## Required action:
Please copy each line of the data that includes the string "runtime".
# # # #
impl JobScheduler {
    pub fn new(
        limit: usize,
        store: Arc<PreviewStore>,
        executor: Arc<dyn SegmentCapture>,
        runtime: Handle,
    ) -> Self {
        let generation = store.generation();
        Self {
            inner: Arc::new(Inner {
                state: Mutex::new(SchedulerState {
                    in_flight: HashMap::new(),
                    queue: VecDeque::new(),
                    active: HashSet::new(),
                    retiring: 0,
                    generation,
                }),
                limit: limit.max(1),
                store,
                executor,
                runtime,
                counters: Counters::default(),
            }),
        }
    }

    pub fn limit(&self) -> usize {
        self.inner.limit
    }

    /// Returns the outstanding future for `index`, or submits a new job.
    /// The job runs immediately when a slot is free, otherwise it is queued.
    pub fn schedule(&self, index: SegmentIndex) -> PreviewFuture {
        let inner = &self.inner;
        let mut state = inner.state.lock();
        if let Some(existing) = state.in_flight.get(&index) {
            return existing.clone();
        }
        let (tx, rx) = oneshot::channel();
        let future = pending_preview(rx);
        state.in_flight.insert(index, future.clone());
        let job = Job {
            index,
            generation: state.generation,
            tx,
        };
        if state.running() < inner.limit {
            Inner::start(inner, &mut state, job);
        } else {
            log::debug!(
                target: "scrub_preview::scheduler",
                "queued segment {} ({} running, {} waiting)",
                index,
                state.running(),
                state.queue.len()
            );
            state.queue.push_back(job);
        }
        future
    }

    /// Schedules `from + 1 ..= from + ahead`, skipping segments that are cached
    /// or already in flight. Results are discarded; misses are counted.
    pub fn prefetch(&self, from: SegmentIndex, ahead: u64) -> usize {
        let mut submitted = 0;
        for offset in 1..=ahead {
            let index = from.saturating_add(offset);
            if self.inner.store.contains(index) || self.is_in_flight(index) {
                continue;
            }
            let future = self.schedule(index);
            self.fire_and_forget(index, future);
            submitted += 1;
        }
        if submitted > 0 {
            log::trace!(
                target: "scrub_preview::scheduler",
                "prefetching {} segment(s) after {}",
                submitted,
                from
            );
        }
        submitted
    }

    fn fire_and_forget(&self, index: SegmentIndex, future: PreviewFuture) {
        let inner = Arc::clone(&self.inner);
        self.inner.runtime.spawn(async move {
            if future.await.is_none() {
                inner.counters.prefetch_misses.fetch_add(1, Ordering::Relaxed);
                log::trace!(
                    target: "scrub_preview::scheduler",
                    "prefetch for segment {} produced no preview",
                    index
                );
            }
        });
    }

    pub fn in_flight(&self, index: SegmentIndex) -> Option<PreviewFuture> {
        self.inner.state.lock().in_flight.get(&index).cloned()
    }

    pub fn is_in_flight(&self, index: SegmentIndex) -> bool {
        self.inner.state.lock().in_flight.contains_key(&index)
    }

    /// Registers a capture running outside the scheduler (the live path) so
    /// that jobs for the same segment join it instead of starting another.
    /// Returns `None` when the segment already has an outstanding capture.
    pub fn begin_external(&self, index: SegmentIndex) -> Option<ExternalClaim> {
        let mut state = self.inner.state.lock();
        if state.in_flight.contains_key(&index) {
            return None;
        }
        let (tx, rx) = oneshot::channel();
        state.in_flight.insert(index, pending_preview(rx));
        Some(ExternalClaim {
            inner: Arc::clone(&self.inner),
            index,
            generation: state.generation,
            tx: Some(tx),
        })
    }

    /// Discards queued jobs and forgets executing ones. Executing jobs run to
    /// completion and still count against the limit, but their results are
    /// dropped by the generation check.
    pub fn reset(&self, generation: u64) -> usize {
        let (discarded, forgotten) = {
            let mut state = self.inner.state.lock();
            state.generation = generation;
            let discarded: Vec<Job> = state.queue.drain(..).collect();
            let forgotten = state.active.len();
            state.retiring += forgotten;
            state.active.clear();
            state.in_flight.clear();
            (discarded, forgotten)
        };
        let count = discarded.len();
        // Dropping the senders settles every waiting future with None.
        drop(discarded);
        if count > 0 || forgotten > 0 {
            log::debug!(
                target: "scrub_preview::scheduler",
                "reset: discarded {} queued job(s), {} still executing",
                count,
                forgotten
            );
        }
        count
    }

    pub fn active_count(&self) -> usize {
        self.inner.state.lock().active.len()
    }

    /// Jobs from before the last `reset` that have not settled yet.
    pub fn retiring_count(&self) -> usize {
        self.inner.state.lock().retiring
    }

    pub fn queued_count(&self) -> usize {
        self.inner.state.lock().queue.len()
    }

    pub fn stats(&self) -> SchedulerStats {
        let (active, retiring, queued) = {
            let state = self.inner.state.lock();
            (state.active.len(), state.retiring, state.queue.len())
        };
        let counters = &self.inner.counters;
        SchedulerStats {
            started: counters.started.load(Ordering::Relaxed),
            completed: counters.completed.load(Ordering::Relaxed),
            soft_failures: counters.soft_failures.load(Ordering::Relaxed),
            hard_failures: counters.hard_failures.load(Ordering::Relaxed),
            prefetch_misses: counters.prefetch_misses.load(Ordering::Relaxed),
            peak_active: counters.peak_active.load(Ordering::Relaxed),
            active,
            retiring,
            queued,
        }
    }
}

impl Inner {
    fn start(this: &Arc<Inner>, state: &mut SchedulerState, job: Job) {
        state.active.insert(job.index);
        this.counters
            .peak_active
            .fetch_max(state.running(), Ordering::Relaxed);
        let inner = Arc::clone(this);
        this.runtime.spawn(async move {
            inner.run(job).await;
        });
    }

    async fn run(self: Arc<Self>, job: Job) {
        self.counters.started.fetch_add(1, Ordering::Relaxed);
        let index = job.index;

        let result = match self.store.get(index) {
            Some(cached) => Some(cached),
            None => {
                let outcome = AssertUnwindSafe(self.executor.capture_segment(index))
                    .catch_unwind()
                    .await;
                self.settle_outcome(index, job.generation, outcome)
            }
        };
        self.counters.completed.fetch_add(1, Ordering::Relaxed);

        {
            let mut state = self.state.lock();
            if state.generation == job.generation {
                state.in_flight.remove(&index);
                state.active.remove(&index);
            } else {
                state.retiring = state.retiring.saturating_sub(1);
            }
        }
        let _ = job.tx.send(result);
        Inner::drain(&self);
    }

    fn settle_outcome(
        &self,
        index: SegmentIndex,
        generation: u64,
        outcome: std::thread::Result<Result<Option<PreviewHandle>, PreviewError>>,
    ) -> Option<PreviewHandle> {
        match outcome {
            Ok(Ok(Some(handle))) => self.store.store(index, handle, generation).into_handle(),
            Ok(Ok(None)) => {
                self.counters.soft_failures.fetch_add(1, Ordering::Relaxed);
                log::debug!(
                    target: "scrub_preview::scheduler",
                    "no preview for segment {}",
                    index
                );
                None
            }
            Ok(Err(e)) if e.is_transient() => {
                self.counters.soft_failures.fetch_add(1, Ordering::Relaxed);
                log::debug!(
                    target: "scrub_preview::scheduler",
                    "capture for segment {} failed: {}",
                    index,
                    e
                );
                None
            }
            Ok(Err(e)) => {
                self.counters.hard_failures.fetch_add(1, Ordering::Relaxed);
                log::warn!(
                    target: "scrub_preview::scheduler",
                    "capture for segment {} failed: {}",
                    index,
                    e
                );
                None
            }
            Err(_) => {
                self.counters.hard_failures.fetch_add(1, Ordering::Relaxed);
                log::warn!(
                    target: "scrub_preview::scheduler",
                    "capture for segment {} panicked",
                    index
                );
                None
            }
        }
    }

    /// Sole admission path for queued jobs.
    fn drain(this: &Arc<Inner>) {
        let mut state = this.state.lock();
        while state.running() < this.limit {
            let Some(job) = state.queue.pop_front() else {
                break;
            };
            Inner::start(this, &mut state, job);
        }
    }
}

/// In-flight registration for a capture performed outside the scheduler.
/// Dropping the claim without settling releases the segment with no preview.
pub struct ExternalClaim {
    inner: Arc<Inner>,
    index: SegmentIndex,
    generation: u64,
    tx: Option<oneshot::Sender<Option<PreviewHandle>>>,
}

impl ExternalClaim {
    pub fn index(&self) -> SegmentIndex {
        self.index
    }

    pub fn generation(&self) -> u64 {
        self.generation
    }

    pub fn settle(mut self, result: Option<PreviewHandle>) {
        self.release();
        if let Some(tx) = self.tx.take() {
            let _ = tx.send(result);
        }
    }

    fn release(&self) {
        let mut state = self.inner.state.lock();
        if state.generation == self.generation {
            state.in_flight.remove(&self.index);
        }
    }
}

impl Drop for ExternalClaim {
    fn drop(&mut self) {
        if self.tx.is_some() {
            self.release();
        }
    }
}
# # # #
## Answer:
        runtime: Handle,
                runtime,
        self.inner.runtime.spawn(async move {
        this.runtime.spawn(async move {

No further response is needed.